What you should do
Please copy out the lines in the entries that contain "MockState".

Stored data
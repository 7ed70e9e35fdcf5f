//! AT transaction engine.

use std::ops::{Deref, DerefMut};
use std::time::Duration;

use log::{debug, trace, warn};
use tokio::time::Instant;

use super::framer::{FramerEnd, LineFramer, StopReason};
use super::patterns::{self, LineClass, PROMPT_MARKER};
use super::response::{Outcome, Response};
use crate::error::{ChannelError, Result};
use crate::transport::{ByteChannel, DEFAULT_READ_TIMEOUT};

/// Terminator appended to every command.
pub const CRLF: &[u8] = b"\r\n";

/// Line reported when a transaction is attempted on a closed channel.
const PORT_NOT_OPEN: &str = "Port not open";

/// Stand-in deadline for timeouts that overflow the clock (about 30 years).
const FAR_FUTURE: Duration = Duration::from_secs(86400 * 365 * 30);

/// Configuration for AT transactions.
#[derive(Debug, Clone)]
pub struct AtConfig {
    /// Timeout used by [`AtChannel::send_command`], and the read timeout the
    /// channel is restored to after every transaction.
    pub default_timeout: Duration,

    /// Character that marks the payload prompt.
    pub prompt_marker: char,
}

impl Default for AtConfig {
    fn default() -> Self {
        Self {
            default_timeout: DEFAULT_READ_TIMEOUT,
            prompt_marker: PROMPT_MARKER,
        }
    }
}

/// Sets the channel read timeout for one transaction and restores the
/// default on drop, whichever way the transaction ends.
struct ReadTimeoutGuard<'a> {
    channel: &'a mut dyn ByteChannel,
    restore: Duration,
}

impl<'a> ReadTimeoutGuard<'a> {
    fn new(channel: &'a mut dyn ByteChannel, timeout: Duration, restore: Duration) -> Self {
        channel.set_read_timeout(timeout);
        Self { channel, restore }
    }
}

impl<'a> Deref for ReadTimeoutGuard<'a> {
    type Target = dyn ByteChannel + 'a;

    fn deref(&self) -> &Self::Target {
        &*self.channel
    }
}

impl<'a> DerefMut for ReadTimeoutGuard<'a> {
    fn deref_mut(&mut self) -> &mut Self::Target {
        &mut *self.channel
    }
}

impl Drop for ReadTimeoutGuard<'_> {
    fn drop(&mut self) {
        self.channel.set_read_timeout(self.restore);
    }
}

/// AT command channel over a byte channel.
///
/// Runs one transaction at a time: write a command, then read framed lines
/// until a terminal line (`OK`, `ERROR`, anything containing `UNKNOWN`) or the
/// deadline. Protocol failures, timeouts and I/O errors all come back as an
/// error [`Response`] carrying the lines seen so far.
pub struct AtChannel {
    /// The underlying byte channel.
    channel: Box<dyn ByteChannel>,

    /// Configuration for this channel.
    config: AtConfig,
}

impl AtChannel {
    /// Create an AT channel with the given configuration.
    pub fn new(channel: Box<dyn ByteChannel>, config: AtConfig) -> Self {
        Self { channel, config }
    }

    /// Create an AT channel with default configuration.
    pub fn with_defaults(channel: Box<dyn ByteChannel>) -> Self {
        Self::new(channel, AtConfig::default())
    }

    /// Get the configuration.
    pub fn config(&self) -> &AtConfig {
        &self.config
    }

    /// Set the default timeout.
    pub fn set_default_timeout(&mut self, timeout: Duration) {
        self.config.default_timeout = timeout;
    }

    /// Check if the underlying channel is open.
    pub fn is_open(&self) -> bool {
        self.channel.is_open()
    }

    /// Give back the underlying byte channel.
    pub fn into_inner(self) -> Box<dyn ByteChannel> {
        self.channel
    }

    /// Send a command and wait for its terminal line, using the default timeout.
    pub async fn send_command(&mut self, command: &str) -> Response {
        let timeout = self.config.default_timeout;
        self.send_command_with_timeout(command, timeout).await
    }

    /// Send a command and wait up to `timeout` for its terminal line.
    pub async fn send_command_with_timeout(&mut self, command: &str, timeout: Duration) -> Response {
        if !self.channel.is_open() {
            return Response::error(vec![PORT_NOT_OPEN.to_string()]);
        }

        debug!("AT send: {:?} (timeout {:?})", command, timeout);
        let mut channel = ReadTimeoutGuard::new(
            self.channel.as_mut(),
            timeout,
            self.config.default_timeout,
        );
        let mut lines = Vec::new();

        if let Err(e) = write_command(&mut *channel, command).await {
            lines.push(io_failure_line(&e));
            return finish(command, Outcome::Error, lines);
        }

        let outcome = read_until_terminal(&mut *channel, timeout, &mut lines).await;
        finish(command, outcome, lines)
    }

    /// Send a command that answers with a prompt, then the payload.
    ///
    /// Waits up to `timeout` for a line containing the prompt marker, writes
    /// `payload` verbatim, then waits up to `timeout` again for the terminal
    /// line. Without a prompt the payload is never written and the response
    /// is an error.
    pub async fn send_command_with_payload(
        &mut self,
        command: &str,
        payload: &[u8],
        timeout: Duration,
    ) -> Response {
        if !self.channel.is_open() {
            return Response::error(vec![PORT_NOT_OPEN.to_string()]);
        }

        debug!(
            "AT send with payload: {:?} ({} payload bytes, timeout {:?})",
            command,
            payload.len(),
            timeout
        );
        let marker = self.config.prompt_marker;
        let mut channel = ReadTimeoutGuard::new(
            self.channel.as_mut(),
            timeout,
            self.config.default_timeout,
        );
        let mut lines = Vec::new();

        if let Err(e) = write_command(&mut *channel, command).await {
            lines.push(io_failure_line(&e));
            return finish(command, Outcome::Error, lines);
        }

        // Phase 1: wait for the prompt. Lines here are recorded, not classified.
        let mut framer = LineFramer::new(&mut *channel, deadline_after(timeout));
        let mut prompted = false;
        while let Some(line) = framer.next_line().await {
            let is_prompt = patterns::is_prompt(&line, marker);
            lines.push(line);
            if is_prompt {
                prompted = true;
                break;
            }
        }
        let end = framer.finish();

        if !prompted {
            warn!("no prompt for {:?}; payload not sent", command);
            absorb_end(end, &mut lines);
            return finish(command, Outcome::Error, lines);
        }

        // Phase 2: the payload, verbatim.
        trace!("AT payload: {} bytes", payload.len());
        if let Err(e) = write_payload(&mut *channel, payload).await {
            lines.push(io_failure_line(&e));
            return finish(command, Outcome::Error, lines);
        }

        // Phase 3: fresh deadline for the terminal line.
        let outcome = read_until_terminal(&mut *channel, timeout, &mut lines).await;
        finish(command, outcome, lines)
    }

    /// Write raw bytes without a terminator and without reading.
    pub async fn send_raw(&mut self, data: &[u8]) -> Result<()> {
        if !self.channel.is_open() {
            return Err(ChannelError::Unavailable.into());
        }

        trace!("AT raw: {} bytes", data.len());
        self.channel
            .write_all(data)
            .await
            .map_err(ChannelError::Io)?;
        self.channel.flush().await.map_err(ChannelError::Io)?;
        Ok(())
    }
}

async fn write_command(channel: &mut dyn ByteChannel, command: &str) -> std::io::Result<()> {
    let mut data = Vec::with_capacity(command.len() + CRLF.len());
    data.extend_from_slice(command.as_bytes());
    data.extend_from_slice(CRLF);
    channel.write_all(&data).await?;
    channel.flush().await
}

async fn write_payload(channel: &mut dyn ByteChannel, payload: &[u8]) -> std::io::Result<()> {
    channel.write_all(payload).await?;
    channel.flush().await
}

/// Deadline `timeout` from now. Timeouts too large to represent wait
/// practically forever instead of overflowing.
fn deadline_after(timeout: Duration) -> Instant {
    let now = Instant::now();
    now.checked_add(timeout).unwrap_or(now + FAR_FUTURE)
}

/// Read and classify lines until a terminal line or `timeout` from now.
async fn read_until_terminal(
    channel: &mut dyn ByteChannel,
    timeout: Duration,
    lines: &mut Vec<String>,
) -> Outcome {
    let mut framer = LineFramer::new(channel, deadline_after(timeout));
    while let Some(line) = framer.next_line().await {
        let class = patterns::classify_line(&line);
        lines.push(line);
        if let LineClass::Terminal(outcome) = class {
            return outcome;
        }
    }

    let end = framer.finish();
    match &end.reason {
        StopReason::Deadline => debug!("deadline passed without a terminal line"),
        StopReason::EndOfData => debug!("end of data without a terminal line"),
        StopReason::Io(e) => warn!("read failed mid-transaction: {}", e),
        StopReason::Stopped => {}
    }
    absorb_end(end, lines);
    Outcome::Error
}

/// Append the unterminated remainder, then the read failure if there was one.
fn absorb_end(end: FramerEnd, lines: &mut Vec<String>) {
    if let Some(remainder) = end.remainder {
        lines.push(remainder);
    }
    if let StopReason::Io(e) = end.reason {
        lines.push(io_failure_line(&e));
    }
}

fn io_failure_line(e: &std::io::Error) -> String {
    format!("I/O error: {}", e)
}

fn finish(command: &str, outcome: Outcome, lines: Vec<String>) -> Response {
    debug!("AT done: {:?} -> {:?} ({} lines)", command, outcome, lines.len());
    Response::new(outcome, lines)
}
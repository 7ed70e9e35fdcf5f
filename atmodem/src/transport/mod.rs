//! Byte channel abstraction.
//!
//! The transaction engine never opens or configures a port itself. It is
//! handed an already-open [`ByteChannel`] and only reads, writes, flushes and
//! adjusts the per-read timeout.

#[cfg(test)]
pub(crate) mod mock;
mod stream;

pub use stream::StreamChannel;

use std::io;
use std::time::Duration;

use async_trait::async_trait;

/// Read timeout a freshly opened channel is expected to use.
pub const DEFAULT_READ_TIMEOUT: Duration = Duration::from_millis(5000);

/// Bidirectional ordered byte stream to a modem.
///
/// Implementations wrap serial ports, TCP bridges or test doubles.
#[async_trait]
pub trait ByteChannel: Send {
    /// Whether the channel currently has a readable/writable stream.
    fn is_open(&self) -> bool;

    /// Read the next byte.
    ///
    /// Returns `Ok(None)` at end of data. A read that exceeds the channel's
    /// read timeout fails with [`io::ErrorKind::TimedOut`].
    async fn read_byte(&mut self) -> io::Result<Option<u8>>;

    /// Write all bytes.
    async fn write_all(&mut self, data: &[u8]) -> io::Result<()>;

    /// Flush buffered writes.
    async fn flush(&mut self) -> io::Result<()>;

    /// Set the per-read timeout.
    fn set_read_timeout(&mut self, timeout: Duration);

    /// Get the per-read timeout.
    fn read_timeout(&self) -> Duration;
}
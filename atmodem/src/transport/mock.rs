//! Scripted [`ByteChannel`] for unit tests.
//!
//! Every `write_all` call is logged and releases the next scripted reply into
//! the read queue. Clones share state, so a test can keep a handle after the
//! channel has been boxed into an engine.

use std::collections::VecDeque;
use std::io;
use std::sync::{Arc, Mutex};
use std::time::Duration;

use async_trait::async_trait;

use super::{ByteChannel, DEFAULT_READ_TIMEOUT};

#[derive(Debug)]
struct MockState {
    open: bool,
    replies: VecDeque<Vec<u8>>,
    incoming: VecDeque<u8>,
    writes: Vec<Vec<u8>>,
    flushes: usize,
    read_timeout: Duration,
    timeout_history: Vec<Duration>,
    hang_when_idle: bool,
    read_failure: Option<io::ErrorKind>,
    write_failure: Option<io::ErrorKind>,
}

/// Scripted byte channel shared between the code under test and the test.
#[derive(Debug, Clone)]
pub(crate) struct MockChannel {
    state: Arc<Mutex<MockState>>,
}

impl MockChannel {
    /// An open channel that reports end of data once its read queue is empty.
    pub(crate) fn new() -> Self {
        Self {
            state: Arc::new(Mutex::new(MockState {
                open: true,
                replies: VecDeque::new(),
                incoming: VecDeque::new(),
                writes: Vec::new(),
                flushes: 0,
                read_timeout: DEFAULT_READ_TIMEOUT,
                timeout_history: Vec::new(),
                hang_when_idle: false,
                read_failure: None,
                write_failure: None,
            })),
        }
    }

    /// A channel without a stream.
    pub(crate) fn unavailable() -> Self {
        let mock = Self::new();
        mock.lock().open = false;
        mock
    }

    fn lock(&self) -> std::sync::MutexGuard<'_, MockState> {
        self.state.lock().unwrap()
    }

    /// Queue the bytes released by the next write.
    pub(crate) fn reply(&self, response: &[u8]) -> &Self {
        self.lock().replies.push_back(response.to_vec());
        self
    }

    /// Make bytes readable right away, independent of writes.
    pub(crate) fn preload(&self, data: &[u8]) -> &Self {
        self.lock().incoming.extend(data);
        self
    }

    /// Block reads forever once the queue is drained instead of reporting EOF.
    pub(crate) fn hang_when_idle(&self) -> &Self {
        self.lock().hang_when_idle = true;
        self
    }

    /// Fail reads with `kind` once the queue is drained.
    pub(crate) fn fail_reads(&self, kind: io::ErrorKind) -> &Self {
        self.lock().read_failure = Some(kind);
        self
    }

    /// Fail every write with `kind`.
    pub(crate) fn fail_writes(&self, kind: io::ErrorKind) -> &Self {
        self.lock().write_failure = Some(kind);
        self
    }

    /// All writes so far, one entry per `write_all` call.
    pub(crate) fn writes(&self) -> Vec<Vec<u8>> {
        self.lock().writes.clone()
    }

    /// All writes so far, lossily decoded.
    pub(crate) fn written_text(&self) -> Vec<String> {
        self.lock()
            .writes
            .iter()
            .map(|w| String::from_utf8_lossy(w).into_owned())
            .collect()
    }

    pub(crate) fn flush_count(&self) -> usize {
        self.lock().flushes
    }

    /// Every value passed to `set_read_timeout`, in order.
    pub(crate) fn timeout_history(&self) -> Vec<Duration> {
        self.lock().timeout_history.clone()
    }

    pub(crate) fn current_read_timeout(&self) -> Duration {
        self.lock().read_timeout
    }

    /// Bytes still waiting to be read.
    pub(crate) fn unread(&self) -> Vec<u8> {
        self.lock().incoming.iter().copied().collect()
    }
}

#[async_trait]
impl ByteChannel for MockChannel {
    fn is_open(&self) -> bool {
        self.lock().open
    }

    async fn read_byte(&mut self) -> io::Result<Option<u8>> {
        let hang = {
            let mut state = self.lock();
            if let Some(byte) = state.incoming.pop_front() {
                return Ok(Some(byte));
            }
            if let Some(kind) = state.read_failure {
                return Err(io::Error::new(kind, "mock read failure"));
            }
            state.hang_when_idle
        };

        if hang {
            std::future::pending::<()>().await;
        }
        Ok(None)
    }

    async fn write_all(&mut self, data: &[u8]) -> io::Result<()> {
        let mut state = self.lock();
        if let Some(kind) = state.write_failure {
            return Err(io::Error::new(kind, "mock write failure"));
        }
        state.writes.push(data.to_vec());
        if let Some(reply) = state.replies.pop_front() {
            state.incoming.extend(reply);
        }
        Ok(())
    }

    async fn flush(&mut self) -> io::Result<()> {
        self.lock().flushes += 1;
        Ok(())
    }

    fn set_read_timeout(&mut self, timeout: Duration) {
        let mut state = self.lock();
        state.read_timeout = timeout;
        state.timeout_history.push(timeout);
    }

    fn read_timeout(&self) -> Duration {
        self.lock().read_timeout
    }
}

Answer below
struct MockState {
    state: Arc<Mutex<MockState>>,
            state: Arc::new(Mutex::new(MockState {
    fn lock(&self) -> std::sync::MutexGuard<'_, MockState> {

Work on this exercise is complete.